September 04, 2010

Links, Pleading to be Dumped

Attention conservation notice: Yet more cleaning out of to-be-blogged bookmarks, with links of a more technical nature than last time. Contains log-rolling promotion of work by friends, acquaintances, and senior colleagues.

Pleas for Attention

Wolfgang Beirl raises an interesting question in statistical mechanics: what is " the current state-of-the-art if one needs to distinguish a weak 1st order phase transition from a 2nd order transition with lattice simulations?" (This is presumably unrelated to Wolfgang's diabolical puzzle-picture.)

Maxim Raginsky's new blog, The Information Structuralist. Jon Wilkin's new blog, Lost in Transcription. Jennifer Jacquet's long-running blog, Guilty Planet.

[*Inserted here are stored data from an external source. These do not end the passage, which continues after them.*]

//! Invoice requests and responses.

use std::collections::BTreeMap;

use serde::{Deserialize, Serialize};
use serde_json::Value;
use uuid::Uuid;

/// Invoice as returned by create, details, update and the invoice feed.
#[derive(Debug, Clone, Default, PartialEq, Serialize, Deserialize)]
pub struct Invoice {
    #[serde(default)]
    pub id: Option<String>,
    #[serde(default)]
    pub number: Option<String>,
    #[serde(default)]
    pub title: Option<String>,
    #[serde(default)]
    pub remittance: Option<String>,
    #[serde(rename = "ref", default)]
    pub reference: Option<String>,
    #[serde(default)]
    pub state: Option<String>,
    #[serde(default)]
    pub amount: Option<f64>,
    #[serde(default)]
    pub date: Option<String>,
    #[serde(rename = "duedate", default)]
    pub due_date: Option<String>,
    #[serde(default, deserialize_with = "crate::utils::wire::opt_string_or_number")]
    pub ct: Option<String>,
    #[serde(default)]
    pub url: Option<String>,
    #[serde(default)]
    pub lines: Vec<InvoiceLine>,
    /// Present when `lastpayment` was included.
    #[serde(rename = "lastpayment", default)]
    pub last_payment: Vec<BTreeMap<String, Value>>,
    /// Present when `meta` was included.
    #[serde(default)]
    pub meta: BTreeMap<String, Value>,
    /// Present when `customer` was included.
    #[serde(default)]
    pub customer: Option<InvoiceCustomer>,
}

impl Invoice {
    pub fn is_paid(&self) -> bool {
        self.state.as_deref() == Some("PAID")
    }
}

#[derive(Debug, Clone, Default, PartialEq, Serialize, Deserialize)]
pub struct InvoiceLine {
    #[serde(default, skip_serializing_if = "Option::is_none")]
    pub code: Option<String>,
    #[serde(default, skip_serializing_if = "Option::is_none")]
    pub description: Option<String>,
    #[serde(default, skip_serializing_if = "Option::is_none")]
    pub quantity: Option<f64>,
    /// Unit of measure, e.g. `st`.
    #[serde(default, skip_serializing_if = "Option::is_none")]
    pub uom: Option<String>,
    #[serde(rename = "unitprice", default, skip_serializing_if = "Option::is_none")]
    pub unit_price: Option<f64>,
    #[serde(rename = "vatcode", default, skip_serializing_if = "Option::is_none")]
    pub vat_code: Option<String>,
    #[serde(rename = "vatrate", default, skip_serializing_if = "Option::is_none")]
    pub vat_rate: Option<f64>,
    #[serde(rename = "vatsum", default, skip_serializing_if = "Option::is_none")]
    pub vat_sum: Option<f64>,
}

/// Customer block used both when creating invoices and in responses.
#[derive(Debug, Clone, Default, PartialEq, Eq, Serialize, Deserialize)]
#[serde(rename_all = "camelCase")]
pub struct InvoiceCustomer {
    #[serde(default, skip_serializing_if = "Option::is_none")]
    pub customer_number: Option<String>,
    #[serde(default, skip_serializing_if = "Option::is_none")]
    pub email: Option<String>,
    #[serde(rename = "firstname", default, skip_serializing_if = "Option::is_none")]
    pub first_name: Option<String>,
    #[serde(rename = "lastname", default, skip_serializing_if = "Option::is_none")]
    pub last_name: Option<String>,
    #[serde(default, skip_serializing_if = "Option::is_none")]
    pub company_name: Option<String>,
    #[serde(default, skip_serializing_if = "Option::is_none")]
    pub coc: Option<String>,
    #[serde(default, skip_serializing_if = "Option::is_none")]
    pub lang: Option<String>,
    #[serde(default, skip_serializing_if = "Option::is_none")]
    pub address: Option<String>,
    #[serde(default, skip_serializing_if = "Option::is_none")]
    pub city: Option<String>,
    #[serde(default, skip_serializing_if = "Option::is_none")]
    pub zip: Option<String>,
    #[serde(default, skip_serializing_if = "Option::is_none")]
    pub country: Option<String>,
    #[serde(default, skip_serializing_if = "Option::is_none")]
    pub mobile: Option<String>,
    /// Link the invoice to the customer of an existing mandate.
    #[serde(default, skip_serializing_if = "Option::is_none")]
    pub customer_by_document: Option<String>,
    #[serde(default, skip_serializing_if = "Option::is_none")]
    pub customer_by_ref: Option<String>,
}

/// Body for `POST /invoice` and `PUT /invoice/{id}`.
#[derive(Debug, Clone, Default, PartialEq, Serialize, Deserialize)]
#[serde(rename_all = "camelCase")]
pub struct InvoiceRequest {
    pub id: String,
    pub number: String,
    #[serde(skip_serializing_if = "Option::is_none")]
    pub title: Option<String>,
    #[serde(skip_serializing_if = "Option::is_none")]
    pub remittance: Option<String>,
    #[serde(rename = "ref", skip_serializing_if = "Option::is_none")]
    pub reference: Option<String>,
    #[serde(skip_serializing_if = "Option::is_none")]
    pub ct: Option<u64>,
    pub amount: f64,
    pub date: String,
    #[serde(rename = "duedate")]
    pub due_date: String,
    #[serde(skip_serializing_if = "Option::is_none")]
    pub locale: Option<String>,
    #[serde(skip_serializing_if = "Option::is_none")]
    pub manual: Option<bool>,
    /// Base64 encoded PDF.
    #[serde(skip_serializing_if = "Option::is_none")]
    pub pdf: Option<String>,
    #[serde(skip_serializing_if = "Option::is_none")]
    pub pdf_url: Option<String>,
    #[serde(skip_serializing_if = "Option::is_none")]
    pub redirect_url: Option<String>,
    #[serde(skip_serializing_if = "Option::is_none")]
    pub email: Option<String>,
    #[serde(skip_serializing_if = "Option::is_none")]
    pub related_invoice_number: Option<String>,
    #[serde(skip_serializing_if = "Option::is_none")]
    pub cc: Option<String>,
    #[serde(skip_serializing_if = "Option::is_none")]
    pub customer: Option<InvoiceCustomer>,
    #[serde(skip_serializing_if = "Vec::is_empty", default)]
    pub lines: Vec<InvoiceLine>,
}

impl InvoiceRequest {
    /// New request with a freshly generated invoice id.
    pub fn new(
        number: impl Into<String>,
        amount: f64,
        date: impl Into<String>,
        due_date: impl Into<String>,
    ) -> Self {
        Self {
            id: Uuid::new_v4().to_string(),
            number: number.into(),
            amount,
            date: date.into(),
            due_date: due_date.into(),
            ..Self::default()
        }
    }
}

/// Optional headers accepted by `POST /invoice`.
#[derive(Debug, Clone, Default, PartialEq, Eq)]
pub struct InvoiceCreateOptions {
    /// Sent as `X-PARTNER`.
    pub origin: Option<String>,
    /// Sent as `X-Purpose`.
    pub purpose: Option<String>,
    /// Sent as `X-MANUAL: true`.
    pub manual: bool,
}

#[derive(Debug, Clone, Copy, PartialEq, Eq, Serialize, Deserialize)]
#[serde(rename_all = "camelCase")]
pub enum InvoiceActionType {
    Email,
    Sms,
    Reminder,
    #[serde(rename = "smsreminder")]
    SmsReminder,
    Letter,
    LetterWithInvoice,
    Invoice,
    Reoffer,
    Peppol,
}

#[derive(Debug, Clone, PartialEq, Eq, Serialize, Deserialize)]
pub struct InvoiceActionRequest {
    #[serde(skip_serializing)]
    pub id: String,
    #[serde(rename = "type")]
    pub action: InvoiceActionType,
}

/// Extra blocks that can be requested on invoice details and the feed.
#[derive(Debug, Clone, Copy, PartialEq, Eq, Serialize, Deserialize)]
#[serde(rename_all = "lowercase")]
pub enum InvoiceInclude {
    Customer,
    Meta,
    #[serde(rename = "lastpayment")]
    LastPayment,
}

impl InvoiceInclude {
    pub fn as_str(self) -> &'static str {
        match self {
            Self::Customer => "customer",
            Self::Meta => "meta",
            Self::LastPayment => "lastpayment",
        }
    }
}

/// Upload of a UBL document (`POST /invoice/ubl`).
#[derive(Debug, Clone, PartialEq, Eq)]
pub struct UblUploadRequest {
    pub xml_path: std::path::PathBuf,
    /// Sent as `X-MANUAL: true`.
    pub manual: bool,
    /// Sent as `X-INVOICE-ID`.
    pub invoice_id: Option<String>,
}

#[derive(Debug, Clone, Default, PartialEq, Serialize, Deserialize)]
pub struct BulkInvoiceRequest {
    pub invoices: Vec<InvoiceRequest>,
}

#[derive(Debug, Clone, Default, PartialEq, Eq, Serialize, Deserialize)]
pub struct BulkInvoiceResponse {
    #[serde(rename = "batchId")]
    pub batch_id: String,
}

/// Status of one invoice in a processed bulk batch.
#[derive(Debug, Clone, Default, PartialEq, Eq, Serialize, Deserialize)]
pub struct BulkBatchItem {
    #[serde(default)]
    pub id: Option<String>,
    #[serde(default)]
    pub status: Option<String>,
}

Larry Wasserman has started a new wiki for inequalities in statistics and machine learning; I contributed an entry on Markov's inequality. Relatedly: Larry's lecture notes for intermediate statistics, starting with Vapnik-Chervonenkis theory. (It really does make more sense that way.)

Pleas for Connection

Sharad Goel on birds of a feather shopping together, on the basis of data set that sounds really quite incredible. "It's perhaps tempting to conclude from these results that shopping is contagious .... Though there is probably some truth to that claim, establishing such is neither our objective nor justified from our analysis." (Thank you!)

Mark Liberman on the Wason selection test. There is I feel something quite deep here for ideas that connect the meaning of words to their use, or, more operationally, test whether someone understands a concept by their ability to use it; but I'm not feeling equal to articulating this.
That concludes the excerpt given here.